Whey vs. casein. Which one is best? I get asked this question on a daily basis. Here’s the scoop…
Both whey and casein are complete protein sources, containing all the essential amino acids. Either one can be used to satisfy your daily protein requirements. And although they are milk-based proteins, most of the lactose is removed during extraction so they shouldn’t pose much of a problem for the lactose intolerant. Just add them to water, juice or whole foods for a power-packed meal.
Although whey and casein have similar amino acid profiles, however, there are inherent differences between the two. Perhaps the most relevant difference is that they digest at different speeds. You see, whey is a “fast acting” protein, meaning it’s rapidly absorbed into circulation, generally within about an hour’s time. Casein, on the other hand, is a slow acting protein. It ‘clumps up’ when subjected to stomach acids, dramatically slowing down absorption.

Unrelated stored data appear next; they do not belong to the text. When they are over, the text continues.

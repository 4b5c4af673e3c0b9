use std::io::Cursor;

use image::{ImageFormat, Rgba};
use sha2::{Digest, Sha256};

use super::{GeneratedImage, ImageGenerator};
use crate::error::GenerationError;
use crate::image_input::InputImage;

/// Offline generator: blends the input toward a color derived from the
/// prompt. Same input and prompt always give the same bytes.
#[derive(Debug, Clone, Default)]
pub struct DryrunGenerator;

impl DryrunGenerator {
    pub fn new() -> Self {
        Self
    }
}

impl ImageGenerator for DryrunGenerator {
    fn name(&self) -> &str {
        "dryrun"
    }

    fn generate(&self, image: &InputImage, prompt: &str) -> Result<GeneratedImage, GenerationError> {
        let decoded = image::load_from_memory(&image.bytes).map_err(|err| {
            GenerationError::Transport(format!("dryrun could not decode input image: {err}"))
        })?;
        let (r, g, b) = color_from_prompt(prompt);
        let mut tinted = decoded.to_rgba8();
        for pixel in tinted.pixels_mut() {
            let Rgba([pr, pg, pb, pa]) = *pixel;
            *pixel = Rgba([mix(pr, r), mix(pg, g), mix(pb, b), pa]);
        }
        let mut cursor = Cursor::new(Vec::new());
        tinted
            .write_to(&mut cursor, ImageFormat::Png)
            .map_err(|err| GenerationError::Transport(format!("dryrun encode failed: {err}")))?;
        Ok(GeneratedImage {
            bytes: cursor.into_inner(),
            mime_type: "image/png".to_string(),
        })
    }
}

fn mix(base: u8, tint: u8) -> u8 {
    ((base as u16 * 3 + tint as u16) / 4) as u8
}

fn color_from_prompt(prompt: &str) -> (u8, u8, u8) {
    let mut hasher = Sha256::new();
    hasher.update(prompt.as_bytes());
    let digest = hasher.finalize();
    (digest[0], digest[1], digest[2])
}
/// A generation call that has been started but not yet applied. Owns its
/// inputs so it can run on a worker thread.
#[derive(Debug, Clone)]
pub struct GenerationTicket {
    token: u64,
    image: InputImage,
    prompt: String,
    style_id: String,
}

impl GenerationTicket {
    pub fn token(&self) -> u64 {
        self.token
    }

    pub fn image(&self) -> &InputImage {
        &self.image
    }

    pub fn prompt(&self) -> &str {
        &self.prompt
    }

    pub fn style_id(&self) -> &str {
        &self.style_id
    }

    pub fn run(&self, generator: &dyn ImageGenerator) -> Result<GeneratedImage, GenerationError> {
        generator.generate(&self.image, &self.prompt)
    }
}

/// Owns one headshot session and its optional background-edit entry. Every
/// mutation goes through a transition method; ignored events return `false`
/// (or `None`) and leave the state untouched.
pub struct Workflow {
    catalog: StyleCatalog,
    default_style: StyleSpec,
    session: Session,
    token: u64,
    next_edit_entry: u64,
    background_edit: Option<BackgroundEdit>,
    subscribers: Subscribers,
    events: Option<EventWriter>,
}
use std::fs;
use std::io::{self, BufRead, ErrorKind, Write};
use std::path::{Path, PathBuf};
use std::sync::mpsc::{self, RecvTimeoutError};
use std::thread;
use std::time::Duration;

use anyhow::{bail, Context, Result};
use clap::{Parser, Subcommand, ValueEnum};
use headshot_contracts::backdrop::Backdrop;
use headshot_contracts::commands::{parse_command, SessionCommand, SESSION_HELP_COMMANDS};
use headshot_contracts::events::EventWriter;
use headshot_contracts::export::{now_millis, ExportFile};
use headshot_contracts::styles::{StyleCatalog, StyleSpec, CUSTOM_STYLE_ID};
use headshot_engine::{
    default_generators, read_image_file, BackgroundEdit, BorderKeyRemover, GeminiConfig,
    GeneratedImage, GenerationError, ImageGenerator, ImageGeneratorRegistry, InputImage, Screen,
    Workflow,
};
use tracing_subscriber::EnvFilter;
use uuid::Uuid;

#[derive(Debug, Parser)]
#[command(name = "headshot", version, about = "AI headshot studio")]
struct Cli {
    #[command(subcommand)]
    command: Command,
}

#[derive(Debug, Subcommand)]
enum Command {
    /// List the available styles.
    Styles,
    Generate(GenerateArgs),
    RemoveBg(RemoveBgArgs),
    Session(SessionArgs),
}

#[derive(Debug, Clone, Copy, PartialEq, Eq, ValueEnum)]
enum Provider {
    Gemini,
    Dryrun,
}

impl Provider {
    fn id(self) -> &'static str {
        match self {
            Provider::Gemini => "gemini",
            Provider::Dryrun => "dryrun",
        }
    }
}

#[derive(Debug, Parser)]
struct GenerateArgs {
    #[arg(long)]
    image: PathBuf,
    /// Defaults to the first catalog style, or `custom` when `--prompt` is set.
    #[arg(long)]
    style: Option<String>,
    #[arg(long)]
    prompt: Option<String>,
    #[arg(long)]
    out: PathBuf,
    #[arg(long, value_enum, default_value_t = Provider::Gemini)]
    provider: Provider,
    #[arg(long)]
    model: Option<String>,
    /// Also export a background-edited copy on this backdrop.
    #[arg(long)]
    backdrop: Option<Backdrop>,
    #[arg(long)]
    events: Option<PathBuf>,
}

#[derive(Debug, Parser)]
struct RemoveBgArgs {
    #[arg(long)]
    image: PathBuf,
    #[arg(long)]
    out: PathBuf,
    #[arg(long, default_value_t = Backdrop::Transparent)]
    backdrop: Backdrop,
    #[arg(long, default_value_t = 48.0)]
    tolerance: f32,
}
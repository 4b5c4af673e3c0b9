use super::catalog::StyleSpec;

#[derive(Debug, Clone, PartialEq, Eq)]
pub enum EffectivePrompt {
    Ready(String),
    /// Resolved text was empty or whitespace only.
    Missing,
}

impl EffectivePrompt {
    pub fn text(&self) -> Option<&str> {
        match self {
            EffectivePrompt::Ready(text) => Some(text.as_str()),
            EffectivePrompt::Missing => None,
        }
    }
}

/// Resolves the text sent to the generator: the user's text for the custom
/// style, the template otherwise. The returned text is not trimmed; only the
/// emptiness check is.
pub fn effective_prompt(style: &StyleSpec, custom_prompt: &str) -> EffectivePrompt {
    let source = if style.is_custom() {
        custom_prompt
    } else {
        style.prompt_template.as_str()
    };
    if source.trim().is_empty() {
        return EffectivePrompt::Missing;
    }
    EffectivePrompt::Ready(source.to_string())
}

#[cfg(test)]
mod tests {
    use super::{effective_prompt, EffectivePrompt};
    use crate::styles::{StyleCatalog, CUSTOM_STYLE_ID};

    #[test]
    fn preset_style_ignores_custom_text() {
        let catalog = StyleCatalog::default();
        let style = catalog.get("studio-black").cloned().unwrap_or_else(|| panic!("missing"));
        let resolved = effective_prompt(&style, "make me a pirate");
        assert_eq!(resolved.text(), Some(style.prompt_template.as_str()));
    }

    #[test]
    fn custom_style_uses_user_text() {
        let catalog = StyleCatalog::default();
        let style = catalog.get(CUSTOM_STYLE_ID).cloned().unwrap_or_else(|| panic!("missing"));
        assert_eq!(
            effective_prompt(&style, "add film grain"),
            EffectivePrompt::Ready("add film grain".to_string())
        );
    }

    #[test]
    fn custom_style_with_whitespace_is_missing() {
        let catalog = StyleCatalog::default();
        let style = catalog.get(CUSTOM_STYLE_ID).cloned().unwrap_or_else(|| panic!("missing"));
        assert_eq!(effective_prompt(&style, ""), EffectivePrompt::Missing);
        assert_eq!(effective_prompt(&style, " \n\t "), EffectivePrompt::Missing);
    }
}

So how can you use this information…?
Because it is rapidly assimilated, whey is perfect as a pre and/or post-workout protein source. It reaches your muscles quickly, thereby expediting repair. And since your muscles are primed for anabolism during and after a training session, virtually all of the protein will be utilized for rebuilding with little wastage. In the pre-workout period, aim for about one-tenth of a gram of whey per pound of bodyweight (i.e. a woman weighing 120 pounds would need about 12 grams of whey) while post-workout the amount should be about ¼ gram of protein per pound of bodyweight (the same 120 pound woman would need about 30 grams of whey). Interestingly, some studies indicate that mixing in casein can provide an additive effect on protein synthesis in the post-workout period. This needs further study before conclusions can be drawn.
Conversely, casein is better as a general protein source during ‘non-workout’ periods, either as a meal replacement or simply to meet daily protein requirements. It is particularly good to take before bedtime. During sleep, your body becomes catabolic, breaking down muscle tissue for their amino acids. Since casein takes roughly three to four hours to be fully assimilated, it provides the body with a steady supply of aminos throughout much of the night, significantly limiting protein breakdown. This results in a higher net daily nitrogen balance, leading to better muscle retention.
Remember, though, that taking whey and casein over and above your normal protein requirements won’t do any good from a muscle building standpoint. Unfortunately, protein cannot be stored in your body for future use. When you consume more than what your body can handle (generally about one gram per pound of bodyweight a day), the rest will simply be excreted (or stored as fat, if your calories are in excess of what you expend).